*INFORMATION PROVIDED*.
§ §

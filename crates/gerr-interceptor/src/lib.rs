// SPDX-License-Identifier: MIT OR Apache-2.0
//! Unary and streaming interceptors that rewrite handler errors into
//! [`tonic::Status`] values.
//!
//! A service method delegates its body to an interceptor. The interceptor
//! runs the body, and if it fails, threads the error through the
//! corresponding [`HandlerChain`] before converting what is left with
//! [`into_status`]. Successful results are returned unchanged.
//!
//! ```no_run
//! use gerr_handler::combinators::map_status_code;
//! use gerr_handler::{AppError, BoxError, ChainBuilder, StatusCodeMap, UnaryServerInfo};
//! use gerr_interceptor::UnaryErrorInterceptor;
//! use tonic::{Code, Request, Response, Status};
//!
//! const SAY: UnaryServerInfo = UnaryServerInfo::new("/echo.Echo/Say");
//!
//! async fn say_body(request: Request<String>) -> Result<Response<String>, BoxError> {
//!     if request.get_ref().is_empty() {
//!         return Err(AppError::<i32>::msg("empty").with_status_code(400).into());
//!     }
//!     Ok(Response::new(request.into_inner()))
//! }
//!
//! async fn say(
//!     interceptor: &UnaryErrorInterceptor,
//!     request: Request<String>,
//! ) -> Result<Response<String>, Status> {
//!     interceptor.intercept(request, &SAY, say_body).await
//! }
//!
//! let map = StatusCodeMap::new(Code::Internal).with(400, Code::InvalidArgument);
//! let chain = ChainBuilder::new().both(map_status_code(map)).build();
//! let interceptor = UnaryErrorInterceptor::new(&chain);
//! # let _ = say(&interceptor, Request::new(String::new()));
//! ```

#![deny(unsafe_code)]
#![warn(missing_docs)]

mod recording;
mod stream;

pub use recording::RecordingStream;
pub use stream::{ChannelStream, ServerStream};

use futures::future::BoxFuture;
use futures::{FutureExt, Stream};
use gerr_handler::{
    BoxError, HandlerChain, StreamChain, StreamContext, StreamErrorHandler, StreamServerInfo,
    UnaryChain, UnaryContext, UnaryErrorHandler, UnaryServerInfo, into_status,
};
use std::any::Any;
use std::future::Future;
use std::panic::AssertUnwindSafe;
use std::sync::Arc;
use tokio_stream::wrappers::ReceiverStream;
use tonic::{Request, Response, Status};
use tracing::{debug, warn};

fn as_any<T: Any + Send + Sync>(message: &T) -> &(dyn Any + Send + Sync) {
    message
}

fn rejected(status: Status, method: &'static str, shape: &'static str) -> Status {
    debug!(
        rpc.method = method,
        rpc.kind = shape,
        rpc.code = ?status.code(),
        "call failed"
    );
    status
}

fn panic_message(payload: &(dyn Any + Send)) -> String {
    if let Some(s) = payload.downcast_ref::<&str>() {
        (*s).to_string()
    } else if let Some(s) = payload.downcast_ref::<String>() {
        s.clone()
    } else {
        "unknown panic".to_string()
    }
}

// ---------------------------------------------------------------------------
// Unary
// ---------------------------------------------------------------------------

/// Error interceptor for single-request, single-response calls.
#[derive(Debug, Clone)]
pub struct UnaryErrorInterceptor {
    chain: UnaryChain,
}

impl UnaryErrorInterceptor {
    /// Use the unary half of `chain`.
    pub fn new(chain: &HandlerChain) -> Self {
        Self::from_chain(chain.unary().clone())
    }

    /// Use an already built unary chain.
    pub fn from_chain(chain: UnaryChain) -> Self {
        Self { chain }
    }

    /// Build the chain from an ordered list of handlers.
    pub fn with_handlers(handlers: Vec<Arc<dyn UnaryErrorHandler>>) -> Self {
        Self::from_chain(UnaryChain::new(handlers))
    }

    /// Run `next` and rewrite its error.
    ///
    /// When the chain has handlers, the request message and metadata are
    /// cloned before `next` consumes the request so handlers can inspect
    /// them. That clone happens on every call, successful or not, so large
    /// messages pay for it; an empty chain skips it. When the chain resolves
    /// the error entirely, the client receives `Resp::default()`.
    pub async fn intercept<Req, Resp, F, Fut>(
        &self,
        request: Request<Req>,
        info: &UnaryServerInfo,
        next: F,
    ) -> Result<Response<Resp>, Status>
    where
        Req: Clone + Send + Sync + 'static,
        Resp: Default,
        F: FnOnce(Request<Req>) -> Fut,
        Fut: Future<Output = Result<Response<Resp>, BoxError>>,
    {
        if self.chain.is_empty() {
            return next(request)
                .await
                .map_err(|err| rejected(into_status(err), info.full_method, "unary"));
        }

        let metadata = request.metadata().clone();
        let message = request.get_ref().clone();

        let err = match next(request).await {
            Ok(response) => return Ok(response),
            Err(err) => err,
        };

        let ctx = UnaryContext {
            metadata: &metadata,
            request: as_any(&message),
            info,
        };
        match self.chain.handle(&ctx, Some(err)) {
            Some(err) => Err(rejected(into_status(err), info.full_method, "unary")),
            None => Ok(Response::new(Resp::default())),
        }
    }
}

// ---------------------------------------------------------------------------
// Streaming
// ---------------------------------------------------------------------------

/// Error interceptor for client, server, and bidirectional streaming calls.
#[derive(Debug, Clone)]
pub struct StreamErrorInterceptor {
    chain: StreamChain,
}

impl StreamErrorInterceptor {
    /// Use the stream half of `chain`.
    pub fn new(chain: &HandlerChain) -> Self {
        Self::from_chain(chain.stream().clone())
    }

    /// Use an already built stream chain.
    pub fn from_chain(chain: StreamChain) -> Self {
        Self { chain }
    }

    /// Build the chain from an ordered list of handlers.
    pub fn with_handlers(handlers: Vec<Arc<dyn StreamErrorHandler>>) -> Self {
        Self::from_chain(StreamChain::new(handlers))
    }

    /// Run `next` over a recording wrapper of `stream` and rewrite its error.
    ///
    /// Handlers see the last message received and the last message sent
    /// before the failure. A resolved error completes the call with `Ok(())`.
    pub async fn intercept<S, F>(
        &self,
        stream: S,
        info: &StreamServerInfo,
        next: F,
    ) -> Result<(), Status>
    where
        S: ServerStream,
        S::Request: Clone + Sync,
        S::Response: Clone + Sync,
        F: for<'a> FnOnce(&'a mut RecordingStream<S>) -> BoxFuture<'a, Result<(), BoxError>>,
    {
        let mut recording = RecordingStream::new(stream);

        let err = match next(&mut recording).await {
            Ok(()) => return Ok(()),
            Err(err) => err,
        };

        let ctx = StreamContext {
            metadata: recording.metadata(),
            request: recording.last_request().map(as_any),
            response: recording.last_response().map(as_any),
            info,
        };
        match self.chain.handle(&ctx, Some(err)) {
            Some(err) => Err(rejected(into_status(err), info.full_method, "stream")),
            None => Ok(()),
        }
    }

    /// Run a streaming call on its own task over a [`ChannelStream`].
    ///
    /// Returns the response stream to hand back to tonic. A rewritten error
    /// is delivered as the final item of that stream. A panic in the body or
    /// in a handler is delivered as an `INTERNAL` status.
    pub fn spawn<Req, Resp, In, F>(
        &self,
        request: Request<In>,
        info: StreamServerInfo,
        buffer: usize,
        next: F,
    ) -> ReceiverStream<Result<Resp, Status>>
    where
        Req: Clone + Send + Sync + 'static,
        Resp: Clone + Send + Sync + 'static,
        In: Stream<Item = Result<Req, Status>> + Send + 'static,
        F: for<'a> FnOnce(
                &'a mut RecordingStream<ChannelStream<Req, Resp>>,
            ) -> BoxFuture<'a, Result<(), BoxError>>
            + Send
            + 'static,
    {
        let (stream, responses) = ChannelStream::channel(request, buffer);
        let errors = stream.sender();
        let interceptor = self.clone();
        tokio::spawn(async move {
            let call = AssertUnwindSafe(interceptor.intercept(stream, &info, next));
            let outcome = match call.catch_unwind().await {
                Ok(outcome) => outcome,
                Err(payload) => {
                    warn!(
                        rpc.method = info.full_method,
                        error = %panic_message(payload.as_ref()),
                        "stream call panicked"
                    );
                    Err(Status::internal("stream handler panicked"))
                }
            };
            if let Err(status) = outcome {
                if errors.send(Err(status)).await.is_err() {
                    debug!(rpc.method = info.full_method, "client gone before error delivery");
                }
            }
        });
        responses
    }
}

/// Both interceptors built from one [`HandlerChain`].
#[derive(Debug, Clone)]
pub struct ErrorInterceptors {
    /// Interceptor for unary calls.
    pub unary: UnaryErrorInterceptor,
    /// Interceptor for streaming calls.
    pub stream: StreamErrorInterceptor,
}

impl From<&HandlerChain> for ErrorInterceptors {
    fn from(chain: &HandlerChain) -> Self {
        Self {
            unary: UnaryErrorInterceptor::new(chain),
            stream: StreamErrorInterceptor::new(chain),
        }
    }
}

impl From<HandlerChain> for ErrorInterceptors {
    fn from(chain: HandlerChain) -> Self {
        Self::from(&chain)
    }
}
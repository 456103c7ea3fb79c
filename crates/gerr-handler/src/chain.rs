// SPDX-License-Identifier: MIT OR Apache-2.0
//! Ordered, short-circuiting handler chains.

use crate::{BoxError, StreamContext, StreamErrorHandler, UnaryContext, UnaryErrorHandler};
use std::fmt;
use std::sync::Arc;
use tracing::{debug, trace};

// ---------------------------------------------------------------------------
// UnaryChain
// ---------------------------------------------------------------------------

/// Immutable sequence of unary error handlers.
///
/// Cloning is cheap; clones share the same handler list.
#[derive(Clone)]
pub struct UnaryChain {
    handlers: Arc<[Arc<dyn UnaryErrorHandler>]>,
}

impl UnaryChain {
    /// Build a chain that applies `handlers` in order.
    pub fn new(handlers: Vec<Arc<dyn UnaryErrorHandler>>) -> Self {
        Self {
            handlers: handlers.into(),
        }
    }

    /// Thread `err` through every handler in order.
    ///
    /// A `None` input returns `None` without touching any handler. The first
    /// handler that returns `None` ends the chain.
    pub fn handle(&self, ctx: &UnaryContext<'_>, err: Option<BoxError>) -> Option<BoxError> {
        let mut err = err?;
        for (index, handler) in self.handlers.iter().enumerate() {
            trace!(rpc.method = ctx.info.full_method, handler = index, "unary error handler");
            match handler.handle_unary(ctx, err) {
                Some(next) => err = next,
                None => {
                    debug!(
                        rpc.method = ctx.info.full_method,
                        handler = index,
                        "unary error resolved by handler"
                    );
                    return None;
                }
            }
        }
        Some(err)
    }

    /// Number of handlers.
    pub fn len(&self) -> usize {
        self.handlers.len()
    }

    /// Whether the chain has no handlers.
    pub fn is_empty(&self) -> bool {
        self.handlers.is_empty()
    }
}

impl fmt::Debug for UnaryChain {
    fn fmt(&self, f: &mut fmt::Formatter<'_>) -> fmt::Result {
        f.debug_struct("UnaryChain")
            .field("len", &self.handlers.len())
            .finish()
    }
}

// ---------------------------------------------------------------------------
// StreamChain
// ---------------------------------------------------------------------------

/// Immutable sequence of stream error handlers.
#[derive(Clone)]
pub struct StreamChain {
    handlers: Arc<[Arc<dyn StreamErrorHandler>]>,
}

impl StreamChain {
    /// Build a chain that applies `handlers` in order.
    pub fn new(handlers: Vec<Arc<dyn StreamErrorHandler>>) -> Self {
        Self {
            handlers: handlers.into(),
        }
    }

    /// Thread `err` through every handler in order. Same rules as
    /// [`UnaryChain::handle`].
    pub fn handle(&self, ctx: &StreamContext<'_>, err: Option<BoxError>) -> Option<BoxError> {
        let mut err = err?;
        for (index, handler) in self.handlers.iter().enumerate() {
            trace!(rpc.method = ctx.info.full_method, handler = index, "stream error handler");
            match handler.handle_stream(ctx, err) {
                Some(next) => err = next,
                None => {
                    debug!(
                        rpc.method = ctx.info.full_method,
                        handler = index,
                        "stream error resolved by handler"
                    );
                    return None;
                }
            }
        }
        Some(err)
    }

    /// Number of handlers.
    pub fn len(&self) -> usize {
        self.handlers.len()
    }

    /// Whether the chain has no handlers.
    pub fn is_empty(&self) -> bool {
        self.handlers.is_empty()
    }
}

impl fmt::Debug for StreamChain {
    fn fmt(&self, f: &mut fmt::Formatter<'_>) -> fmt::Result {
        f.debug_struct("StreamChain")
            .field("len", &self.handlers.len())
            .finish()
    }
}

// ---------------------------------------------------------------------------
// Builder
// ---------------------------------------------------------------------------

/// Collects handlers by capability and produces a [`HandlerChain`].
///
/// Registration order is preserved independently for each chain.
#[derive(Default)]
pub struct ChainBuilder {
    unary: Vec<Arc<dyn UnaryErrorHandler>>,
    stream: Vec<Arc<dyn StreamErrorHandler>>,
}

impl ChainBuilder {
    /// Start with empty chains.
    pub fn new() -> Self {
        Self::default()
    }

    /// Append a handler to the unary chain only.
    pub fn unary<H: UnaryErrorHandler + 'static>(mut self, handler: H) -> Self {
        self.unary.push(Arc::new(handler));
        self
    }

    /// Append a handler to the stream chain only.
    pub fn stream<H: StreamErrorHandler + 'static>(mut self, handler: H) -> Self {
        self.stream.push(Arc::new(handler));
        self
    }

    /// Append one shared handler instance to both chains.
    pub fn both<H>(mut self, handler: H) -> Self
    where
        H: UnaryErrorHandler + StreamErrorHandler + 'static,
    {
        let handler = Arc::new(handler);
        self.unary.push(handler.clone());
        self.stream.push(handler);
        self
    }

    /// Freeze the registered handlers.
    pub fn build(self) -> HandlerChain {
        HandlerChain {
            unary: UnaryChain::new(self.unary),
            stream: StreamChain::new(self.stream),
        }
    }
}

impl fmt::Debug for ChainBuilder {
    fn fmt(&self, f: &mut fmt::Formatter<'_>) -> fmt::Result {
        f.debug_struct("ChainBuilder")
            .field("unary", &self.unary.len())
            .field("stream", &self.stream.len())
            .finish()
    }
}

/// The unary and stream chains produced by one [`ChainBuilder`].
#[derive(Debug, Clone)]
pub struct HandlerChain {
    unary: UnaryChain,
    stream: StreamChain,
}

impl HandlerChain {
    /// Start a new builder.
    pub fn builder() -> ChainBuilder {
        ChainBuilder::new()
    }

    /// The chain used for unary calls.
    pub fn unary(&self) -> &UnaryChain {
        &self.unary
    }

    /// The chain used for streaming calls.
    pub fn stream(&self) -> &StreamChain {
        &self.stream
    }
}

// ---------------------------------------------------------------------------
// Tests
// ---------------------------------------------------------------------------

§ §

*ABOUT THIS TASK*. Provide the number of lines in the records above containing the string "built", and write nothing more.

*ANSWER TO THIS EXERCISE*. 3